▶ _EXERCISE INSTRUCTIONS_: Take the records below from their first line to the line with "each payload file", and restate those lines word for word.

▶ _LISTED RECORDS_:
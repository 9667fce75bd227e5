//! Cache types

use bytes::Bytes;
use chrono::{DateTime, Utc};
use serde::{Deserialize, Serialize};
use std::path::PathBuf;
use std::sync::Arc;
use std::time::Duration;

/// A cached artifact
#[derive(Debug, Clone)]
pub struct CacheEntry {
    pub data: Bytes,
    pub content_type: String,
    pub timestamp: DateTime<Utc>,
    /// Locator the entry was stored under, kept for diagnostics
    pub source_locator: String,
    pub size: u64,
}

/// Metadata sidecar persisted next to each payload file
#[derive(Debug, Clone, PartialEq, Eq, Serialize, Deserialize)]
#[serde(rename_all = "camelCase")]
pub struct EntryMetadata {
    pub url: String,
    #[serde(with = "chrono::serde::ts_milliseconds")]
    pub timestamp: DateTime<Utc>,
    pub content_type: String,
    pub size: u64,
}

impl From<&CacheEntry> for EntryMetadata {
    fn from(entry: &CacheEntry) -> Self {
        Self {
            url: entry.source_locator.clone(),
            timestamp: entry.timestamp,
            content_type: entry.content_type.clone(),
            size: entry.size,
        }
    }
}

/// Which tier served a hit
#[derive(Debug, Clone, Copy, PartialEq, Eq, Serialize)]
#[serde(rename_all = "lowercase")]
pub enum CacheTier {
    Memory,
    Durable,
}

/// A successful lookup
#[derive(Debug, Clone)]
pub struct CacheHit {
    pub entry: Arc<CacheEntry>,
    pub tier: CacheTier,
}

/// Result of a mutating store operation.
///
/// `Degraded` means the memory tier was updated but the durable tier could
/// not be; the failure has already been logged.
#[derive(Debug, Clone, Copy, PartialEq, Eq)]
pub enum CacheOutcome {
    Complete,
    Degraded,
}

impl CacheOutcome {
    pub fn is_complete(self) -> bool {
        self == CacheOutcome::Complete
    }
}

/// Result of `CacheStore::set`
#[derive(Debug, Clone)]
pub struct Stored {
    pub entry: Arc<CacheEntry>,
    pub outcome: CacheOutcome,
}

/// Counts from one cleanup pass
#[derive(Debug, Clone, Copy, Default, PartialEq, Eq, Serialize)]
#[serde(rename_all = "camelCase")]
pub struct SweepReport {
    /// Keys removed because their memory-tier copy expired
    pub memory_expired: usize,
    /// Keys removed because their durable sidecar expired
    pub durable_expired: usize,
    /// Stale payload or temp files with no usable sidecar
    pub orphans_removed: usize,
    /// Records that could not be read or removed
    pub failures: usize,
}

/// Point-in-time statistics. Informational only.
#[derive(Debug, Clone, Default, Serialize)]
#[serde(rename_all = "camelCase")]
pub struct CacheStats {
    pub memory_entries: usize,
    pub memory_bytes: u64,
    pub cache_directory: PathBuf,
    pub hits: u64,
    pub misses: u64,
}

/// Configuration for a `CacheStore`
#[derive(Debug, Clone)]
pub struct CacheConfig {
    pub cache_dir: PathBuf,
    pub ttl: Duration,
    /// Upper bound on bytes held by the memory tier; 0 disables the bound
    pub memory_max_bytes: u64,
}

impl Default for CacheConfig {
    fn default() -> Self {
        Self {
            cache_dir: PathBuf::from("./.cache/screenshots"),
            ttl: Duration::from_secs(7 * 24 * 60 * 60), // 7 days
            memory_max_bytes: 256 * 1024 * 1024,         // 256MB
        }
    }
}
//! Request and response bodies for the HTTP surface

use crate::config::{MAX_DIMENSION, MAX_SCALE, MIN_SCALE};
use crate::warmer::WarmStatus;
use serde::{Deserialize, Serialize};
use std::str::FromStr;
use webshot_cache::CacheStats;
use webshot_render::{ImageFormat, RenderError, RenderOptions};

/// Error body shared by every failing route
#[derive(Debug, Serialize, Deserialize)]
pub struct ErrorResponse {
    pub error: String,
    pub message: String,
}

/// Health check response
#[derive(Debug, Serialize)]
#[serde(rename_all = "camelCase")]
pub struct HealthResponse {
    pub status: String,
    pub uptime_secs: u64,
    pub cache: CacheStats,
}

/// Per-request overrides of the configured render defaults
#[derive(Debug, Clone, Default, PartialEq)]
pub struct RenderOverrides {
    pub width: Option<u32>,
    pub height: Option<u32>,
    pub scale: Option<f64>,
    pub format: Option<ImageFormat>,
}

impl RenderOverrides {
    /// Apply on top of `defaults`, rejecting out-of-range values
    pub fn apply(&self, defaults: &RenderOptions) -> Result<RenderOptions, RenderError> {
        let mut options = defaults.clone();

        if let Some(width) = self.width {
            options.viewport.width = check_dimension("width", width)?;
        }
        if let Some(height) = self.height {
            options.viewport.height = check_dimension("height", height)?;
        }
        if let Some(scale) = self.scale {
            if !(MIN_SCALE..=MAX_SCALE).contains(&scale) {
                return Err(RenderError::Validation(format!(
                    "scale must be between {} and {}",
                    MIN_SCALE, MAX_SCALE
                )));
            }
            options.viewport.device_scale_factor = scale;
        }
        if let Some(format) = self.format {
            options.format = format;
        }
        Ok(options)
    }
}

fn check_dimension(name: &str, value: u32) -> Result<u32, RenderError> {
    if (1..=MAX_DIMENSION).contains(&value) {
        Ok(value)
    } else {
        Err(RenderError::Validation(format!(
            "{} must be between 1 and {}",
            name, MAX_DIMENSION
        )))
    }
}

/// Query string of `GET /screenshot` and `DELETE /cache`.
///
/// Fields stay textual so malformed numbers produce our own validation
/// message instead of a generic extractor rejection.
#[derive(Debug, Default, Deserialize)]
pub struct ScreenshotQuery {
    pub url: Option<String>,
    pub width: Option<String>,
    pub height: Option<String>,
    pub scale: Option<String>,
    pub format: Option<String>,
}

impl ScreenshotQuery {
    pub fn overrides(&self) -> Result<RenderOverrides, RenderError> {
        Ok(RenderOverrides {
            width: parse_field("width", self.width.as_deref())?,
            height: parse_field("height", self.height.as_deref())?,
            scale: parse_field("scale", self.scale.as_deref())?,
            format: parse_field("format", self.format.as_deref())?,
        })
    }
}

fn parse_field<T: FromStr>(name: &str, raw: Option<&str>) -> Result<Option<T>, RenderError> {
    match raw.map(str::trim).filter(|v| !v.is_empty()) {
        None => Ok(None),
        Some(value) => value
            .parse()
            .map(Some)
            .map_err(|_| RenderError::Validation(format!("Invalid {}: {}", name, value))),
    }
}

/// Body of `POST /render`
#[derive(Debug, Deserialize)]
pub struct RenderRequest {
    pub html: Option<String>,
    pub width: Option<u32>,
    pub height: Option<u32>,
    pub scale: Option<f64>,
    pub format: Option<String>,
}

impl RenderRequest {
    pub fn overrides(&self) -> Result<RenderOverrides, RenderError> {
        Ok(RenderOverrides {
            width: self.width,
            height: self.height,
            scale: self.scale,
            format: parse_field("format", self.format.as_deref())?,
        })
    }
}

/// One line of the warm-cache report. `url` echoes the submitted item
/// verbatim, even when it was not a string.
#[derive(Debug, Serialize)]
pub struct WarmResultBody {
    pub url: serde_json::Value,
    pub status: WarmStatus,
    pub reason: String,
}

#[derive(Debug, Serialize)]
pub struct WarmResponse {
    pub success: bool,
    pub processed: usize,
    pub results: Vec<WarmResultBody>,
}

#[derive(Debug, Serialize)]
#[serde(rename_all = "camelCase")]
pub struct WarmStatsBody {
    pub memory_entries: usize,
    pub memory_bytes: u64,
    pub cache_directory: String,
    pub hits: u64,
    pub misses: u64,
}

impl From<CacheStats> for WarmStatsBody {
    fn from(stats: CacheStats) -> Self {
        Self {
            memory_entries: stats.memory_entries,
            memory_bytes: stats.memory_bytes,
            cache_directory: stats.cache_directory.display().to_string(),
            hits: stats.hits,
            misses: stats.misses,
        }
    }
}

#[derive(Debug, Serialize)]
pub struct WarmStatsResponse {
    pub cache: WarmStatsBody,
}

#[derive(Debug, Serialize)]
pub struct SuccessResponse {
    pub success: bool,
}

▶ _RESULT OF THIS TASK_:
repository 9667fce75bd227e5
//! Cache types

use bytes::Bytes;
use chrono::{DateTime, Utc};
use serde::{Deserialize, Serialize};
use std::path::PathBuf;
use std::sync::Arc;
use std::time::Duration;

/// A cached artifact
#[derive(Debug, Clone)]
pub struct CacheEntry {
    pub data: Bytes,
    pub content_type: String,
    pub timestamp: DateTime<Utc>,
    /// Locator the entry was stored under, kept for diagnostics
    pub source_locator: String,
    pub size: u64,
}

/// Metadata sidecar persisted next to each payload file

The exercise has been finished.